Toward morning, when she could not get back to sleep, she stared at the shadowy ceiling for a long time, thinking about something that Stefan had said a couple of days ago when explaining some of the fine points of time travel and the changes that travelers could effect in their futures: Destiny struggles to reassert the pattern that was meant to be. When Stefan had saved her from the junkie in the grocery store in 1963, fate eventually had brought her to another pedophile, Willy Sheener, in 1967. She had been destined to be an orphan, so when she found a new home with the Dockweilers, fate had conspired to shock Nina Dockweiler with a fatal heart attack, sending Laura back to the orphanage again.
Destiny struggles to reassert the pattern that was meant to be.
What next?
In the pattern that was meant to be, Chris had never been born. Therefore would fate arrange his death soon, to bring events back as close as possible to those which had been ordained and with which Stefan Krieger had meddled? She had been destined to spend her life in a wheelchair before Stefan held Dr. Paul Markwell at gunpoint and prevented him from delivering her. So perhaps now fate would put her in the way of Gestapo gunfire that would sever her spine and render her paraplegic in accordance with the original plan..
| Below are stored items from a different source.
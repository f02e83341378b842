use axum::{
    extract::{Request, State},
    middleware::Next,
    response::Response,
};
use std::sync::Arc;

use crate::infrastructure::auth::JwtValidator;
use crate::infrastructure::config::Config;
use crate::{error::AppError, infrastructure::repositories::UserRepository};
use uuid::Uuid;

/// User context injected into request extensions after authentication
#[derive(Debug, Clone)]
pub struct AuthUser {
    pub user_id: Uuid,
    pub email: String,
}

/// Authentication middleware
pub async fn auth_middleware(
    State((user_repo, config)): State<(Arc<UserRepository>, Arc<Config>)>,
    mut request: Request,
    next: Next,
) -> Result<Response, AppError> {
    // Extract Authorization header
    let auth_header = request
        .headers()
        .get("authorization")
        .and_then(|v| v.to_str().ok())
        .ok_or_else(|| AppError::Unauthorized("Missing authorization header".to_string()))?;

    // Check Bearer token format
    if !auth_header.starts_with("Bearer ") {
        return Err(AppError::Unauthorized(
            "Invalid authorization format".to_string(),
        ));
    }

    let token = &auth_header[7..]; // Skip "Bearer "

    // Validate JWT token
    let validator = JwtValidator::new(config.jwt_secret.clone());

    let claims = validator.validate_token(token)?;
    let user_id = Uuid::parse_str(&claims.sub)
        .map_err(|_| AppError::Unauthorized("Invalid user ID in token".to_string()))?;

    // Verify user exists in database
    let user = user_repo
        .find_by_id(user_id)
        .await?
        .ok_or_else(|| AppError::Unauthorized("User not found".to_string()))?;

    // Add user context to request
    request.extensions_mut().insert(AuthUser {
        user_id: user.id,
        email: user.email,
    });

    Ok(next.run(request).await)
}
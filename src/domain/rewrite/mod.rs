pub mod error;
pub mod service;

pub use error::RewriteServiceError;
pub use service::{
    check_export_quota, check_token_quota, ExportAuthorization, RewriteAuthorization,
    RewriteService,
};
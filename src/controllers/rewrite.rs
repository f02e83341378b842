use axum::{
    extract::State,
    http::{HeaderMap, StatusCode},
    Extension, Json,
};
use serde::{Deserialize, Serialize};
use std::sync::Arc;

use crate::{
    domain::{
        entitlements::Action,
        rewrite::{ExportAuthorization, RewriteAuthorization, RewriteService},
        tone::ToneSettings,
    },
    error::{AppError, AppResult},
    infrastructure::{auth::AuthUser, rate_limit::DenialLimiter},
};

const MAX_ESTIMATED_TOKENS: i64 = 200_000;

/// Request for POST /api/rewrites/authorize
#[derive(Debug, Serialize, Deserialize)]
pub struct RewriteAuthorizeRequest {
    #[serde(default)]
    pub tone_settings: ToneSettings,
    pub estimated_tokens: i64,
    /// Extra gated capabilities the rewrite intends to use, as action tags
    #[serde(default)]
    pub features: Vec<String>,
}

pub struct RewriteController {
    rewrite_service: Arc<RewriteService>,
    denial_limiter: Arc<DenialLimiter>,
}

impl RewriteController {
    pub fn new(rewrite_service: Arc<RewriteService>, denial_limiter: Arc<DenialLimiter>) -> Self {
        Self {
            rewrite_service,
            denial_limiter,
        }
    }

    /// POST /api/rewrites/authorize - Gate one rewrite and reserve tokens
    pub async fn authorize_rewrite(
        State(controller): State<Arc<RewriteController>>,
        Extension(auth_user): Extension<AuthUser>,
        Json(request): Json<RewriteAuthorizeRequest>,
    ) -> AppResult<(StatusCode, HeaderMap, Json<RewriteAuthorization>)> {
        controller.guard_throttle(&auth_user, "rewrite")?;

        // Validate input at the edge; the domain validators assume in-range
        // values and a recognized action set.
        if request.estimated_tokens <= 0 {
            return Err(AppError::BadRequest(
                "estimated_tokens must be positive".to_string(),
            ));
        }
        if request.estimated_tokens > MAX_ESTIMATED_TOKENS {
            return Err(AppError::PayloadTooLarge(format!(
                "estimated_tokens must be {} or less",
                MAX_ESTIMATED_TOKENS
            )));
        }
        if let Some(dimension) = request.tone_settings.out_of_range() {
            return Err(AppError::BadRequest(format!(
                "Tone value for {} must be between 0 and 100",
                dimension
            )));
        }

        // An unrecognized tag is a caller bug, not a denial: the action set
        // is closed, so this maps to an internal error rather than an upsell.
        let mut features = Vec::with_capacity(request.features.len());
        for tag in &request.features {
            let action: Action = tag
                .parse()
                .map_err(|e: crate::domain::entitlements::UnknownAction| {
                    AppError::Internal(e.to_string())
                })?;
            features.push(action);
        }

        let result = controller
            .rewrite_service
            .authorize_rewrite(
                auth_user.user_id,
                request.tone_settings,
                request.estimated_tokens,
                &features,
            )
            .await;

        let authorization =
            controller.observe_outcome(&auth_user, "rewrite", result.map_err(AppError::from))?;

        let mut headers = HeaderMap::new();
        headers.insert(
            "X-Tokens-Reserved",
            authorization
                .tokens_reserved
                .to_string()
                .parse()
                .expect("integer header value is always valid"),
        );
        headers.insert(
            "X-Tokens-Remaining",
            authorization
                .tokens_remaining
                .to_string()
                .parse()
                .expect("integer header value is always valid"),
        );

        Ok((StatusCode::OK, headers, Json(authorization)))
    }

    /// POST /api/exports/authorize - Gate one export
    pub async fn authorize_export(
        State(controller): State<Arc<RewriteController>>,
        Extension(auth_user): Extension<AuthUser>,
    ) -> AppResult<Json<ExportAuthorization>> {
        controller.guard_throttle(&auth_user, "export")?;

        let result = controller
            .rewrite_service
            .authorize_export(auth_user.user_id)
            .await;

        let authorization =
            controller.observe_outcome(&auth_user, "export", result.map_err(AppError::from))?;

        Ok(Json(authorization))
    }

    fn guard_throttle(&self, auth_user: &AuthUser, action: &str) -> AppResult<()> {
        if self.denial_limiter.is_throttled(auth_user.user_id, action) {
            return Err(AppError::RateLimitExceeded(
                "Too many rejected attempts, try again later".to_string(),
            ));
        }
        Ok(())
    }

    /// Record entitlement and quota denials against the throttle and log
    /// them for the audit trail before propagating.
    fn observe_outcome<T>(
        &self,
        auth_user: &AuthUser,
        action: &str,
        result: AppResult<T>,
    ) -> AppResult<T> {
        if let Err(err) = &result {
            if matches!(
                err,
                AppError::Forbidden(_) | AppError::PaymentRequired(_)
            ) {
                self.denial_limiter.record_denial(auth_user.user_id, action);
                tracing::warn!(
                    user_id = %auth_user.user_id,
                    action = action,
                    reason = %err,
                    "Request denied"
                );
            }
        }
        result
    }
}
use crate::domain::entitlements::EntitlementError;
use crate::domain::tone::ToneValidationError;
use crate::error::AppError;

#[derive(Debug, thiserror::Error)]
pub enum RewriteServiceError {
    #[error("dependency error: {0}")]
    Dependency(String),
    #[error("invalid input: {0}")]
    Invalid(String),
    #[error("user not found")]
    UserNotFound,
    #[error(transparent)]
    Denied(#[from] EntitlementError),
    #[error(transparent)]
    Tone(#[from] ToneValidationError),
    #[error("{0}")]
    QuotaExhausted(String),
}

impl From<RewriteServiceError> for AppError {
    fn from(err: RewriteServiceError) -> Self {
        match err {
            RewriteServiceError::Invalid(msg) => AppError::BadRequest(msg),
            RewriteServiceError::UserNotFound => AppError::NotFound("User not found".to_string()),
            RewriteServiceError::Denied(e) => AppError::Forbidden(e.to_string()),
            RewriteServiceError::Tone(e) => AppError::Forbidden(e.to_string()),
            RewriteServiceError::QuotaExhausted(msg) => AppError::PaymentRequired(msg),
            RewriteServiceError::Dependency(msg) => AppError::Internal(msg),
        }
    }
}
How long did the forces of destiny strive to reassert the pattern after a change had been made in it? Chris had been alive for more than eight years. Was that long enough for destiny to decide that his existence was acceptable? She had lived thirty-four years out of a wheelchair. Was destiny still troubling itself with that unnatural squiggle in the ordained design?
Destiny struggles to reassert the pattern that was meant to be.
As dawn's light glowed softly at the edges of the drapes, Laura tossed and turned, growing angry but not sure at whom or what her anger could be directed. What was destiny? What was the power that shaped the patterns and attempted to enforce them? God? Should she be raging at God — or begging Him to let her son live and to spare her from the life of a cripple? Or was the power behind destiny merely a natural mechanism, a force no different in origin from gravity or magnetism?
Because there was no logical target at which her emotions could be vented, Laura felt her anger slowly metamorphosing to fear. They seemed to be safe at the Gaines's Palm Springs house. After passing one uneventful night in the place, they almost could be assured that their presence would never be public knowledge, for otherwise killers from the past no doubt already would have appeared. Yet Laura was afraid.